Diyarbakırspor'un gittiği her şehirde maruz kaldığı çirkin muameleyi biliyoruz. Beşiktaş tribünleri ise farkını bir kez daha ortaya koyarak, bu adi rüzgarı tersine çevirme dirayetini gösterdi. Maçtan önce Beşiktaşlı ve Diyarbakırsporlu oyuncular tribünlere çağrılarak, selamlandılar. Jesti gören Yeşilkırmızılı deplasman tribünü Beşiktaş taraftarıyla karşılıklı siyah-beyaz çekti, maçtan sonra "Beşiktaş, Beşiktaş" tezahüratı yaptı. Gerginlikten, çirkeften beslenen spor medyası bunu ne kadar yazsa, vurgulasa azdır.

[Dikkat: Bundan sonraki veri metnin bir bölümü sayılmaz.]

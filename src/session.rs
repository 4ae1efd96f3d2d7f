//! The process-wide script context.
//!
//! A [`Session`] owns everything GLOBAL: variables, the function registry and
//! the option service. It is created once per host and passed by reference
//! into every execution through an [`ExecContext`], which pairs it with the
//! editor the code runs against.

use std::fmt;
use std::sync::{Arc, PoisonError, RwLock, RwLockReadGuard, RwLockWriteGuard};

use crate::editor::{Editor, EditorId};
use crate::options::keyword;
use crate::options::{OptionError, OptionScope, OptionService, OptionValue, SharedClassifier};
use crate::script::{
    Diagnostic, EvalError, ExecError, ExecutionResult, FunctionRegistry, Statement, Value,
    Variable, VariableStore,
};

/// Recursion bound used when `maxfuncdepth` cannot be read
const DEFAULT_MAX_DEPTH: usize = 100;

#[derive(Debug, Clone, PartialEq, Eq)]
pub struct Message {
    pub text: String,
    pub error: bool,
}

impl fmt::Display for Message {
    fn fmt(&self, f: &mut fmt::Formatter<'_>) -> fmt::Result {
        f.write_str(&self.text)
    }
}

pub struct Session {
    options: Arc<RwLock<OptionService>>,
    keywords: SharedClassifier,
    pub variables: VariableStore,
    pub functions: FunctionRegistry,
    messages: Vec<Message>,
}

impl Session {
    pub fn new() -> Self {
        let mut options = OptionService::new();
        // Only fails when `iskeyword` is not declared, which the builtin table always does
        let keywords = keyword::attach(&mut options).unwrap_or_default();
        Self::assemble(options, keywords)
    }

    /// Session over a caller-built option service; it must declare `iskeyword`
    pub fn with_options(mut options: OptionService) -> Result<Self, OptionError> {
        let keywords = keyword::attach(&mut options)?;
        Ok(Self::assemble(options, keywords))
    }

    fn assemble(options: OptionService, keywords: SharedClassifier) -> Self {
        Self {
            options: Arc::new(RwLock::new(options)),
            keywords,
            variables: VariableStore::new(),
            functions: FunctionRegistry::new(),
            messages: Vec::new(),
        }
    }

    /// Handle for hosts and the config engine; GLOBAL writes go through its lock
    pub fn shared_options(&self) -> Arc<RwLock<OptionService>> {
        Arc::clone(&self.options)
    }

    pub fn options(&self) -> RwLockReadGuard<'_, OptionService> {
        self.options.read().unwrap_or_else(PoisonError::into_inner)
    }

    pub fn options_mut(&self) -> RwLockWriteGuard<'_, OptionService> {
        self.options.write().unwrap_or_else(PoisonError::into_inner)
    }

    pub fn attach_editor(&mut self, editor: EditorId) {
        self.options_mut().register_editor(editor);
    }

    pub fn detach_editor(&mut self, editor: EditorId) {
        self.options_mut().forget_editor(editor);
        self.variables.forget_editor(editor);
    }

    pub fn is_keyword(&self, c: char) -> bool {
        self.keywords
            .read()
            .unwrap_or_else(PoisonError::into_inner)
            .is_keyword(c)
    }

    pub fn max_call_depth(&self) -> usize {
        match self.options().get(OptionScope::Global, "maxfuncdepth") {
            Ok(OptionValue::Number(n)) => usize::try_from(n).unwrap_or(DEFAULT_MAX_DEPTH),
            _ => DEFAULT_MAX_DEPTH,
        }
    }

    pub fn echo(&mut self, text: impl Into<String>) {
        self.messages.push(Message {
            text: text.into(),
            error: false,
        });
    }

    /// Surface an error to the user and remember it in `v:errmsg`
    pub fn report_error(&mut self, error: &dyn fmt::Display) {
        let text = error.to_string();
        tracing::warn!(message = %text, "script error");
        self.variables.set_builtin("errmsg", Value::string(text.clone()));
        self.messages.push(Message { text, error: true });
    }

    pub fn messages(&self) -> &[Message] {
        &self.messages
    }

    pub fn take_messages(&mut self) -> Vec<Message> {
        std::mem::take(&mut self.messages)
    }

    /// Run top-level statements against `editor`.
    ///
    /// Statement errors are reported and execution moves on. Evaluation
    /// errors are reported and returned. `:finish` ends the script quietly.
    #[tracing::instrument(skip_all, fields(editor = %editor.id(), statements = statements.len()))]
    pub fn execute_script(
        &mut self,
        editor: &mut dyn Editor,
        statements: &[Statement],
    ) -> Result<(), ExecError> {
        let mut ctx = ExecContext::new(self, editor);
        for statement in statements {
            let result = match statement.execute(&mut ctx) {
                Ok(result) => result,
                Err(err) if err.is_collectable() => ExecutionResult::Error(err.to_string()),
                Err(ExecError::Finish) => {
                    tracing::debug!("script finished early");
                    return Ok(());
                }
                Err(err) => {
                    ctx.session.report_error(&err);
                    return Err(err);
                }
            };
            match result {
                ExecutionResult::Success => {}
                ExecutionResult::Break => ctx.session.report_error(&Diagnostic::BreakWithoutLoop),
                ExecutionResult::Continue => {
                    ctx.session.report_error(&Diagnostic::ContinueWithoutLoop)
                }
                ExecutionResult::Return(_) => {
                    ctx.session.report_error(&Diagnostic::ReturnOutsideFunction);
                    return Ok(());
                }
                ExecutionResult::Error(message) => ctx.session.report_error(&message),
            }
        }
        Ok(())
    }
}

impl Default for Session {
    fn default() -> Self {
        Self::new()
    }
}

impl fmt::Debug for Session {
    fn fmt(&self, f: &mut fmt::Formatter<'_>) -> fmt::Result {
        f.debug_struct("Session")
            .field("variables", &self.variables)
            .field("functions", &self.functions)
            .field("messages", &self.messages.len())
            .finish()
    }
}

/// One execution: the session plus the editor code runs against
pub struct ExecContext<'a> {
    pub session: &'a mut Session,
    pub editor: &'a mut dyn Editor,
}

impl<'a> ExecContext<'a> {
    pub fn new(session: &'a mut Session, editor: &'a mut dyn Editor) -> Self {
        Self { session, editor }
    }

    pub fn editor_id(&self) -> EditorId {
        self.editor.id()
    }

    /// Current line, 1-based
    pub fn current_line(&self) -> usize {
        self.editor.current_line() + 1
    }

    pub fn lookup(&self, variable: &Variable) -> Option<Value> {
        self.session
            .variables
            .get_variable_value(variable, self.editor.id())
    }

    pub fn variable(&self, variable: &Variable) -> Result<Value, EvalError> {
        self.session
            .variables
            .get_nonnull_variable_value(variable, self.editor.id())
    }

    pub fn store(&mut self, variable: &Variable, value: Value) -> Result<(), EvalError> {
        let editor = self.editor.id();
        self.session.variables.store_variable(variable, value, editor)
    }
}

#[cfg(test)]
mod tests {
    use super::*;
    use crate::editor::TextEditor;

    #[test]
    fn report_error_sets_errmsg() {
        let mut session = Session::new();
        session.report_error(&"E492: Not an editor command: frob");
        let errmsg = session
            .variables
            .get_variable_value(&Variable::parse("v:errmsg"), EditorId(0));
        assert_eq!(errmsg, Some(Value::string("E492: Not an editor command: frob")));
        assert!(session.messages()[0].error);
    }

    #[test]
    fn keyword_option_drives_classifier() {
        let session = Session::new();
        assert!(session.is_keyword('_'));
        session
            .options_mut()
            .set_option_value(OptionScope::Global, "isk", &Value::string("@"))
            .unwrap();
        assert!(!session.is_keyword('_'));
        assert!(session.is_keyword('q'));
    }

    #[test]
    fn invalid_keyword_value_keeps_previous_classifier() {
        let session = Session::new();
        let err = session
            .options_mut()
            .set_option_value(OptionScope::Global, "isk", &Value::string("@,z-a"));
        assert!(err.is_err());
        assert!(session.is_keyword('_'));
        assert!(session.is_keyword('7'));
    }

    #[test]
    fn max_depth_follows_option() {
        let session = Session::new();
        assert_eq!(session.max_call_depth(), 100);
        session
            .options_mut()
            .set_option_value(OptionScope::Global, "mfd", &Value::Integer(7))
            .unwrap();
        assert_eq!(session.max_call_depth(), 7);
    }

    #[test]
    fn detach_drops_editor_state() {
        let mut session = Session::new();
        let mut editor = TextEditor::from_text(EditorId(4), "x\n");
        session.attach_editor(editor.id());
        let mut ctx = ExecContext::new(&mut session, &mut editor);
        ctx.store(&Variable::parse("b:tick"), Value::Integer(1)).unwrap();
        assert!(ctx.lookup(&Variable::parse("b:tick")).is_some());

        session.detach_editor(EditorId(4));
        let gone = session
            .variables
            .get_variable_value(&Variable::parse("b:tick"), EditorId(4));
        assert_eq!(gone, None);
    }
}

Maça gelirsek, bir Mustafa Denizli klasiğinin yaşandığını söyleyebiliriz. Fizik olarak bitik bir Yusuf, asla Beşiktaş'ın santroforu olamayacak Nobre ve formsuzluğu bilinmesine rağmen ısrarla oynatılarak taraftarın önüne atılan Nihat ile başlanması Denizli'nin rakibini ne kadar ciddiye aldığının göstergesiydi. Diyarbakırspor'un gücü belli, durumu ortada... Oynadıkları oyun da tamamen 0-0'a yatmak üzerine kurgulanmıştı. Beşiktaş bu sene hiç olmadığı denli baskılı oynamasına ve net pozisyonlar bulmasına karşın, verimlilikten çok uzak. "10 numara" takıntısının sonucu olarak takıma alınan Tabata'nın büyük bir fiyasko olduğunu da araya sıkıştırmak gerek.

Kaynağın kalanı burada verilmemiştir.